The main video screen lit up with a vertical progress cylinder which charted the progress of the storage devices. At least he would have a report of this overwhelming attack, something for later, something to digest and to analyse in minute detail. For the time being he could only wait. Wait for the system to reboot.
He stood upright, stretched him spine and snapped his neck in circles. The painful clicks from his bones only helped to reinforced his defeat at the keyboard. A small, glass capsule appeared from his pocket. After a twist, its strong narcotics were sucked up each nostril with a violent snatch of breath. The room span in a defocused tornado for a second or more before re-phazing into a sharp, stable image.
* BEEP * Storage limit exceeded.
"How the hell can you exceed a limit? Crap-hole system."
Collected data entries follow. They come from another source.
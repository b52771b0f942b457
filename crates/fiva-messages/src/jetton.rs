//! TEP-74 jetton wallet envelopes.
//!
//! Every protocol action except interest claims travels as a jetton
//! `transfer` (or `burn`) sent to the user's own jetton wallet; the protocol
//! operation rides inside as the forward payload or custom payload.

use ton_cell::{Address, Cell, CellBuilder};

use crate::error::MessageError;
use crate::opcodes::jetton;

/// `transfer#0f8a7ea5 query_id:uint64 amount:Coins destination:MsgAddress
/// response_destination:MsgAddress custom_payload:(Maybe ^Cell)
/// forward_ton_amount:Coins forward_payload:(Maybe ^Cell)`
#[derive(Debug, Clone, PartialEq, Eq)]
pub struct JettonTransfer {
    pub query_id: u64,
    pub amount: u128,
    pub destination: Address,
    pub response_destination: Address,
    pub custom_payload: Option<Cell>,
    pub forward_ton_amount: u128,
    pub forward_payload: Option<Cell>,
}

impl JettonTransfer {
    pub fn build(&self) -> Result<Cell, MessageError> {
        let mut b = CellBuilder::new();
        b.store_uint(jetton::TRANSFER as u64, 32)?
            .store_uint(self.query_id, 64)?
            .store_coins(self.amount)?
            .store_address(&self.destination)?
            .store_address(&self.response_destination)?
            .store_maybe_ref(self.custom_payload.clone())?
            .store_coins(self.forward_ton_amount)?
            .store_maybe_ref(self.forward_payload.clone())?;
        Ok(b.build())
    }

    /// Decode a transfer body. Used to inspect payloads before they are
    /// handed to a wallet.
    pub fn parse(cell: &Cell) -> Result<Self, MessageError> {
        let mut s = cell.parse();
        let op = s.load_uint(32)? as u32;
        if op != jetton::TRANSFER {
            return Err(MessageError::UnexpectedOpcode {
                expected: jetton::TRANSFER,
                found: op,
            });
        }
        let query_id = s.load_uint(64)?;
        let amount = s.load_coins()?;
        let destination = s
            .load_address()?
            .ok_or_else(|| MessageError::Malformed("transfer without destination".into()))?;
        let response_destination = s.load_address()?.ok_or_else(|| {
            MessageError::Malformed("transfer without response destination".into())
        })?;
        let custom_payload = s.load_maybe_ref()?.cloned();
        let forward_ton_amount = s.load_coins()?;
        let forward_payload = s.load_maybe_ref()?.cloned();
        s.end_parse()?;

        Ok(Self {
            query_id,
            amount,
            destination,
            response_destination,
            custom_payload,
            forward_ton_amount,
            forward_payload,
        })
    }
}

/// `burn#595f07bc query_id:uint64 amount:Coins
/// response_destination:MsgAddress custom_payload:(Maybe ^Cell)`
#[derive(Debug, Clone, PartialEq, Eq)]
pub struct JettonBurn {
    pub query_id: u64,
    pub amount: u128,
    pub response_destination: Address,
    pub custom_payload: Option<Cell>,
}

impl JettonBurn {
    pub fn build(&self) -> Result<Cell, MessageError> {
        let mut b = CellBuilder::new();
        b.store_uint(jetton::BURN as u64, 32)?
            .store_uint(self.query_id, 64)?
            .store_coins(self.amount)?
            .store_address(&self.response_destination)?
            .store_maybe_ref(self.custom_payload.clone())?;
        Ok(b.build())
    }

    pub fn parse(cell: &Cell) -> Result<Self, MessageError> {
        let mut s = cell.parse();
        let op = s.load_uint(32)? as u32;
        if op != jetton::BURN {
            return Err(MessageError::UnexpectedOpcode {
                expected: jetton::BURN,
                found: op,
            });
        }
        let query_id = s.load_uint(64)?;
        let amount = s.load_coins()?;
        let response_destination = s
            .load_address()?
            .ok_or_else(|| MessageError::Malformed("burn without response destination".into()))?;
        let custom_payload = s.load_maybe_ref()?.cloned();
        s.end_parse()?;

        Ok(Self {
            query_id,
            amount,
            response_destination,
            custom_payload,
        })
    }
}

#[cfg(test)]
mod tests {
    use super::*;

    fn addr(byte: u8) -> Address {
        Address::new(0, [byte; 32])
    }

    fn sample_transfer() -> JettonTransfer {
        let mut fwd = CellBuilder::new();
        fwd.store_uint(0x1234, 32).unwrap();
        JettonTransfer {
            query_id: 7,
            amount: 1_000_000_000,
            destination: addr(1),
            response_destination: addr(2),
            custom_payload: None,
            forward_ton_amount: 0,
            forward_payload: Some(fwd.build()),
        }
    }

    #[test]
    fn transfer_bit_layout() {
        let cell = sample_transfer().build().unwrap();
        // op + query_id + coins(1e9) + 2 addresses + maybe + coins(0) + maybe
        assert_eq!(cell.bit_len(), 32 + 64 + 36 + 267 + 267 + 1 + 4 + 1);
        assert_eq!(cell.refs().len(), 1);
        assert_eq!(&cell.data()[..4], &[0x0f, 0x8a, 0x7e, 0xa5]);
        assert_eq!(&cell.data()[4..12], &7u64.to_be_bytes());
    }

    #[test]
    fn transfer_parses_back() {
        let transfer = sample_transfer();
        let parsed = JettonTransfer::parse(&transfer.build().unwrap()).unwrap();
        assert_eq!(parsed, transfer);
    }

    #[test]
    fn transfer_with_custom_payload_has_two_refs() {
        let mut t = sample_transfer();
        t.custom_payload = Some(Cell::empty());
        let cell = t.build().unwrap();
        assert_eq!(cell.refs().len(), 2);
        assert_eq!(cell.refs()[0], Cell::empty());
    }

    #[test]
    fn burn_bit_layout() {
        let burn = JettonBurn {
            query_id: 0,
            amount: 500,
            response_destination: addr(3),
            custom_payload: None,
        };
        let cell = burn.build().unwrap();
        // coins(500) = 4 + 16 bits
        assert_eq!(cell.bit_len(), 32 + 64 + 20 + 267 + 1);
        assert_eq!(&cell.data()[..4], &[0x59, 0x5f, 0x07, 0xbc]);
        assert_eq!(JettonBurn::parse(&cell).unwrap(), burn);
    }

    #[test]
    fn parse_rejects_wrong_opcode() {
        let cell = sample_transfer().build().unwrap();
        let err = JettonBurn::parse(&cell).unwrap_err();
        assert!(matches!(
            err,
            MessageError::UnexpectedOpcode {
                expected: 0x595f07bc,
                found: 0x0f8a7ea5
            }
        ));
    }
}
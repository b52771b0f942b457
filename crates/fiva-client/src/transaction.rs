//! Assembling built payloads into one wallet request.
//!
//! A request with several messages is signed once and shares one
//! `validUntil`, but each message executes independently on chain. If the
//! second message bounces, the first one is not rolled back.

use fiva_messages::{JettonBurn, JettonTransfer, Operation};
use ton_cell::Address;

use crate::error::FivaError;
use crate::types::FeeEstimate;
use crate::wallet::{InternalMessage, TransactionRequest};

#[derive(Debug, Clone)]
pub struct TransactionBuilder {
    valid_until: i64,
    messages: Vec<InternalMessage>,
}

impl TransactionBuilder {
    pub fn new(valid_until: i64) -> Self {
        Self {
            valid_until,
            messages: Vec::new(),
        }
    }

    pub fn valid_until(&self) -> i64 {
        self.valid_until
    }

    pub fn messages(&self) -> &[InternalMessage] {
        &self.messages
    }

    /// A jetton transfer sent to the user's `wallet`, carrying `fee.value`.
    pub fn transfer(
        &mut self,
        wallet: Address,
        fee: FeeEstimate,
        transfer: JettonTransfer,
    ) -> Result<&mut Self, FivaError> {
        let body = transfer.build()?;
        self.messages.push(InternalMessage::new(wallet, fee.value, body));
        Ok(self)
    }

    /// A jetton burn sent to the user's `wallet`, carrying `fee.value`.
    pub fn burn(
        &mut self,
        wallet: Address,
        fee: FeeEstimate,
        burn: JettonBurn,
    ) -> Result<&mut Self, FivaError> {
        let body = burn.build()?;
        self.messages.push(InternalMessage::new(wallet, fee.value, body));
        Ok(self)
    }

    /// A protocol operation sent directly to `destination`.
    pub fn direct(
        &mut self,
        destination: Address,
        value: u128,
        op: &Operation,
    ) -> Result<&mut Self, FivaError> {
        let body = op.build()?;
        self.messages.push(InternalMessage::new(destination, value, body));
        Ok(self)
    }

    /// Render every message for the wallet.
    pub fn build(self, bounceable: bool, testnet: bool) -> Result<TransactionRequest, FivaError> {
        if self.messages.is_empty() {
            return Err(FivaError::InvalidAmount("transaction has no messages".into()));
        }
        let messages = self
            .messages
            .iter()
            .map(|m| m.to_outgoing(bounceable, testnet))
            .collect::<Result<Vec<_>, _>>()?;
        Ok(TransactionRequest {
            valid_until: self.valid_until,
            messages,
        })
    }
}
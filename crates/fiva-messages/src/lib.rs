//! Message payloads for the Fiva protocol.
//!
//! This crate provides:
//! - The pinned opcode table shared with the on-chain contracts
//! - TEP-74 jetton transfer and burn envelopes
//! - The closed [`Operation`] enum, one variant per protocol message

pub mod error;
pub mod jetton;
pub mod opcodes;
pub mod operation;

pub use error::MessageError;
pub use jetton::{JettonBurn, JettonTransfer};
pub use operation::Operation;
The sharp rain outside drove against the windows like a washing line full of doors all slamming shut. Nature itself, aroused by the technologic storm inside, now continued the attack from outside. The clouds of pollution fumbled between the rotating advertisement board giving them a ghostly veil of grey dust and coloured hologram stitching. It was a bizarre, unreal and unnerving apparition beyond the thick, vertical window recesses of the lab wall. The noise from the frantic pedestrians and a thousand taxi-pods could now be heard for the first time over the quietened network system. Shuttles raced overhead with V.I.P. passengers all desperate to arrive for an important business meeting before the acidic rain could have chance to burn a hole in their transport-pods and their designer suits.
The figure walked around. Only pausing to step over the automatic droid he looked through the thick protective glass and watched the chaotic scenes around him. Flickering neon signs and floating street vendor delivery barges intertwined their own paths through the weather, the giant skyscrapers and the troop juggernauts. Each one avoiding a collision with what seemed like only millimeters to spare. He wondered how many of those onboard navigation networks he had hacked or repaired over the years. But like the amount of traffic, and data traffic, he had to admit defeat, the numbers where simply too big to be either memorable or interesting.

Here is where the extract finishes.